* **Records from a collection**
//! CLI command implementations.

use std::path::Path;

use crate::config::{DisplayConfig, EngineConfig};
use crate::engine::{Algorithm, AlgorithmResult, Engine};
use crate::format::DatasetReader;
use crate::graph::connected_components;
use crate::types::GraphResult;
use crate::view::{render_result, sample_graph, sample_reachable, window_matrix};

/// Display information about a dataset.
pub fn cmd_info(path: &Path, json: bool) -> GraphResult<()> {
    let graph = DatasetReader::read_from_file(path)?;
    let file_size = std::fs::metadata(path)?.len();
    let components = connected_components(&graph).len();
    let positioned = graph
        .nodes()
        .iter()
        .filter(|n| n.position.is_some())
        .count();

    if json {
        let info = serde_json::json!({
            "file": path.display().to_string(),
            "file_size": file_size,
            "nodes": graph.node_count(),
            "edges": graph.edge_count(),
            "positioned_nodes": positioned,
            "negative_edges": graph.negative_edge_count(),
            "self_loops": graph.self_loop_count(),
            "components": components,
        });
        println!(
            "{}",
            serde_json::to_string_pretty(&info).unwrap_or_default()
        );
    } else {
        println!("File: {}", path.display());
        println!("File size: {}", format_size(file_size));
        println!("Nodes: {}", graph.node_count());
        println!("  With coordinates: {}", positioned);
        println!("Edges: {}", graph.edge_count());
        println!("  Negative weight: {}", graph.negative_edge_count());
        println!("  Self-loops: {}", graph.self_loop_count());
        println!("Weakly connected components: {}", components);
    }
    Ok(())
}

/// Run one algorithm over a dataset and print its report.
pub fn cmd_run(
    path: &Path,
    algorithm: &str,
    source: Option<u64>,
    target: Option<u64>,
    config: &EngineConfig,
    json: bool,
) -> GraphResult<()> {
    let algorithm = Algorithm::parse(algorithm)?;
    let graph = DatasetReader::read_from_file(path)?;
    let engine = Engine::with_config(config);
    let result = engine.execute(algorithm, &graph, source, target)?;

    if json {
        let report = render_result(algorithm, &result, source, target, &config.display);
        println!(
            "{}",
            serde_json::to_string_pretty(&report).unwrap_or_default()
        );
    } else {
        print_result(algorithm, &result, source, target, &config.display);
    }
    Ok(())
}

/// Print a display-sized sample of the graph.
pub fn cmd_view(path: &Path, max_nodes: usize, json: bool) -> GraphResult<()> {
    let graph = DatasetReader::read_from_file(path)?;
    let sample = sample_graph(&graph, max_nodes);

    if json {
        println!(
            "{}",
            serde_json::to_string_pretty(&sample).unwrap_or_default()
        );
    } else {
        if sample.truncated {
            println!(
                "Showing {} of {} nodes, {} of {} edges",
                sample.nodes.len(),
                sample.total_nodes,
                sample.edges.len(),
                sample.total_edges
            );
        }
        for node in &sample.nodes {
            match node.position {
                Some((x, y)) => println!("Node {} {:?} at ({}, {})", node.id, node.label, x, y),
                None => println!("Node {} {:?}", node.id, node.label),
            }
        }
        for edge in &sample.edges {
            println!(
                "  {} -> {} (weight {}, capacity {})",
                edge.from, edge.to, edge.weight, edge.capacity
            );
        }
    }
    Ok(())
}

/// List the supported algorithms.
pub fn cmd_algorithms(json: bool) -> GraphResult<()> {
    if json {
        let names: Vec<&str> = Algorithm::ALL.iter().map(|a| a.name()).collect();
        println!("{}", serde_json::json!({ "algorithms": names }));
    } else {
        for algorithm in Algorithm::ALL {
            println!(
                "{:<16} source: {:<9} target: {}",
                algorithm.name(),
                format!("{:?}", algorithm.source()).to_lowercase(),
                format!("{:?}", algorithm.target()).to_lowercase()
            );
        }
    }
    Ok(())
}

fn print_result(
    algorithm: Algorithm,
    result: &AlgorithmResult,
    source: Option<u64>,
    target: Option<u64>,
    display: &DisplayConfig,
) {
    println!("Algorithm: {}", algorithm.name());
    match result {
        AlgorithmResult::ShortestPath(path) => {
            println!("Path: {}", format_path(&path.path));
            println!("Distance: {}", path.distance);
        }
        AlgorithmResult::SpanningTree(tree) => {
            println!("Edges: {}", tree.edges.len());
            for edge in &tree.edges {
                println!("  {} -- {} ({})", edge.from, edge.to, edge.weight);
            }
            println!("Total weight: {}", tree.total_weight);
            println!("Components: {}", tree.components);
        }
        AlgorithmResult::MaxFlow(flow) => {
            println!("Max flow: {}", flow.value);
            for (from, row) in &flow.flows {
                for (to, amount) in row {
                    if *amount > 0.0 {
                        println!("  {} -> {}: {}", from, to, amount);
                    }
                }
            }
            println!("Min cut (source side): {:?}", flow.min_cut);
        }
        AlgorithmResult::AllPairs(matrix) => {
            match source.zip(target).and_then(|(s, t)| matrix.path(s, t)) {
                Some(path) => {
                    println!("Path: {}", format_path(&path.path));
                    println!("Distance: {}", path.distance);
                }
                None => {
                    for row in window_matrix(matrix, display.matrix_rows, display.matrix_cols) {
                        let cells: Vec<String> = row
                            .cells
                            .iter()
                            .map(|c| match c.distance {
                                Some(d) => format!("{}:{}", c.target, d),
                                None => format!("{}:-", c.target),
                            })
                            .collect();
                        println!("  {:>6} | {}", row.source, cells.join("  "));
                    }
                }
            }
            println!("Total nodes: {}", matrix.len());
        }
        AlgorithmResult::SingleSource(single) => {
            match target.and_then(|t| single.path_to(t)) {
                Some(path) => {
                    println!("Path: {}", format_path(&path.path));
                    println!("Distance: {}", path.distance);
                }
                None => {
                    for sample in sample_reachable(single, display.reachable_sample) {
                        println!("  {}: {}", sample.node, sample.distance);
                    }
                }
            }
            println!("Reachable nodes: {}", single.reachable_count());
        }
    }
}

fn format_path(path: &[u64]) -> String {
    path.iter()
        .map(|id| id.to_string())
        .collect::<Vec<_>>()
        .join(" -> ")
}

fn format_size(bytes: u64) -> String {
    if bytes < 1024 {
        format!("{} B", bytes)
    } else if bytes < 1024 * 1024 {
        format!("{:.1} KB", bytes as f64 / 1024.0)
    } else {
        format!("{:.1} MB", bytes as f64 / (1024.0 * 1024.0))
    }
}
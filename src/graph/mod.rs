//! In-memory graph model and connectivity.

pub mod builder;
pub mod network_graph;
pub mod traversal;

pub use builder::GraphBuilder;
pub use network_graph::Graph;
pub use traversal::connected_components;
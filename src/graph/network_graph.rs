//! Core graph structure: nodes and edges with adjacency indexes.

use std::collections::HashMap;

use crate::types::{Edge, GraphError, GraphResult, Node, UndirectedEdge};

/// An immutable, validated network snapshot.
///
/// Nodes keep their insertion order and are addressed internally by a dense
/// index (`0..node_count()`), which is what the algorithms work on. Edges keep
/// their insertion order too; parallel edges and self-loops are preserved.
#[derive(Debug, Clone)]
pub struct Graph {
    /// All nodes, in insertion order.
    nodes: Vec<Node>,
    /// Node ID -> dense index.
    index: HashMap<u64, usize>,
    /// All edges, in insertion order.
    edges: Vec<Edge>,
    /// Dense endpoints of each edge: (from, to).
    endpoints: Vec<(usize, usize)>,
    /// Adjacency index: dense node -> outgoing edge positions.
    outgoing: Vec<Vec<usize>>,
    /// Reverse adjacency: dense node -> incoming edge positions.
    incoming: Vec<Vec<usize>>,
}

impl Graph {
    /// Validate and index a node/edge collection.
    ///
    /// Fails on duplicate node IDs, edges whose endpoints are missing,
    /// non-finite weights, and negative or non-finite capacities.
    pub fn build(nodes: Vec<Node>, edges: Vec<Edge>) -> GraphResult<Self> {
        let mut index = HashMap::with_capacity(nodes.len());
        for (i, node) in nodes.iter().enumerate() {
            if index.insert(node.id, i).is_some() {
                return Err(GraphError::DuplicateNode(node.id));
            }
        }

        let mut outgoing = vec![Vec::new(); nodes.len()];
        let mut incoming = vec![Vec::new(); nodes.len()];
        let mut endpoints = Vec::with_capacity(edges.len());

        for (pos, edge) in edges.iter().enumerate() {
            let from = *index.get(&edge.from).ok_or(GraphError::MissingNode {
                edge: pos,
                node: edge.from,
            })?;
            let to = *index.get(&edge.to).ok_or(GraphError::MissingNode {
                edge: pos,
                node: edge.to,
            })?;
            if !edge.weight.is_finite() {
                return Err(GraphError::InvalidWeight {
                    edge: pos,
                    weight: edge.weight,
                });
            }
            if !edge.capacity.is_finite() || edge.capacity < 0.0 {
                return Err(GraphError::InvalidCapacity {
                    edge: pos,
                    capacity: edge.capacity,
                });
            }
            outgoing[from].push(pos);
            incoming[to].push(pos);
            endpoints.push((from, to));
        }

        log::debug!(
            "Built graph with {} nodes and {} edges",
            nodes.len(),
            edges.len()
        );

        Ok(Self {
            nodes,
            index,
            edges,
            endpoints,
            outgoing,
            incoming,
        })
    }

    /// Number of nodes.
    pub fn node_count(&self) -> usize {
        self.nodes.len()
    }

    /// Number of edges.
    pub fn edge_count(&self) -> usize {
        self.edges.len()
    }

    /// True when the graph has no nodes.
    pub fn is_empty(&self) -> bool {
        self.nodes.is_empty()
    }

    /// Whether a node with this ID exists.
    pub fn contains(&self, id: u64) -> bool {
        self.index.contains_key(&id)
    }

    /// Get a node by ID.
    pub fn node(&self, id: u64) -> Option<&Node> {
        self.index.get(&id).map(|&i| &self.nodes[i])
    }

    /// Get all nodes (immutable slice, insertion order).
    pub fn nodes(&self) -> &[Node] {
        &self.nodes
    }

    /// Get all edges (immutable slice, insertion order).
    pub fn edges(&self) -> &[Edge] {
        &self.edges
    }

    /// Outgoing edges of a node, in insertion order. Empty for unknown IDs.
    pub fn neighbors(&self, id: u64) -> impl Iterator<Item = &Edge> + '_ {
        self.index
            .get(&id)
            .into_iter()
            .flat_map(move |&i| self.outgoing[i].iter().map(move |&e| &self.edges[e]))
    }

    /// Incoming edges of a node, in insertion order. Empty for unknown IDs.
    pub fn incoming(&self, id: u64) -> impl Iterator<Item = &Edge> + '_ {
        self.index
            .get(&id)
            .into_iter()
            .flat_map(move |&i| self.incoming[i].iter().map(move |&e| &self.edges[e]))
    }

    /// Dense index of a node ID.
    pub fn index_of(&self, id: u64) -> Option<usize> {
        self.index.get(&id).copied()
    }

    /// Node ID at a dense index.
    ///
    /// # Panics
    /// If `index >= node_count()`.
    pub fn id_at(&self, index: usize) -> u64 {
        self.nodes[index].id
    }

    /// Dense index of an endpoint, or `UnknownNode` naming its role.
    pub fn require(&self, id: u64, role: &'static str) -> GraphResult<usize> {
        self.index_of(id)
            .ok_or(GraphError::UnknownNode { role, id })
    }

    /// Dense `(from, to)` of the edge at `pos`.
    pub(crate) fn endpoints(&self, pos: usize) -> (usize, usize) {
        self.endpoints[pos]
    }

    /// Outgoing edge positions of the node at a dense index.
    pub(crate) fn outgoing_at(&self, index: usize) -> &[usize] {
        &self.outgoing[index]
    }

    /// Incoming edge positions of the node at a dense index.
    pub(crate) fn incoming_at(&self, index: usize) -> &[usize] {
        &self.incoming[index]
    }

    /// The undirected projection: one candidate per directed edge, in edge order.
    ///
    /// Antiparallel and parallel edges are all kept, self-loops included.
    pub fn undirected_edges(&self) -> Vec<UndirectedEdge> {
        self.edges
            .iter()
            .zip(&self.endpoints)
            .enumerate()
            .map(|(pos, (edge, &(a, b)))| UndirectedEdge {
                index: pos,
                a,
                b,
                weight: edge.weight,
            })
            .collect()
    }

    /// Number of edges with a negative weight.
    pub fn negative_edge_count(&self) -> usize {
        self.edges.iter().filter(|e| e.weight < 0.0).count()
    }

    /// Number of self-loops.
    pub fn self_loop_count(&self) -> usize {
        self.edges.iter().filter(|e| e.is_self_loop()).count()
    }
}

* **Your task**
Only the line containing "Number of self-loops." and the lines after it, through the end of the data, should be copied, exactly as they are.

* **Your solution**
    /// Number of self-loops.
    pub fn self_loop_count(&self) -> usize {
        self.edges.iter().filter(|e| e.is_self_loop()).count()
    }
}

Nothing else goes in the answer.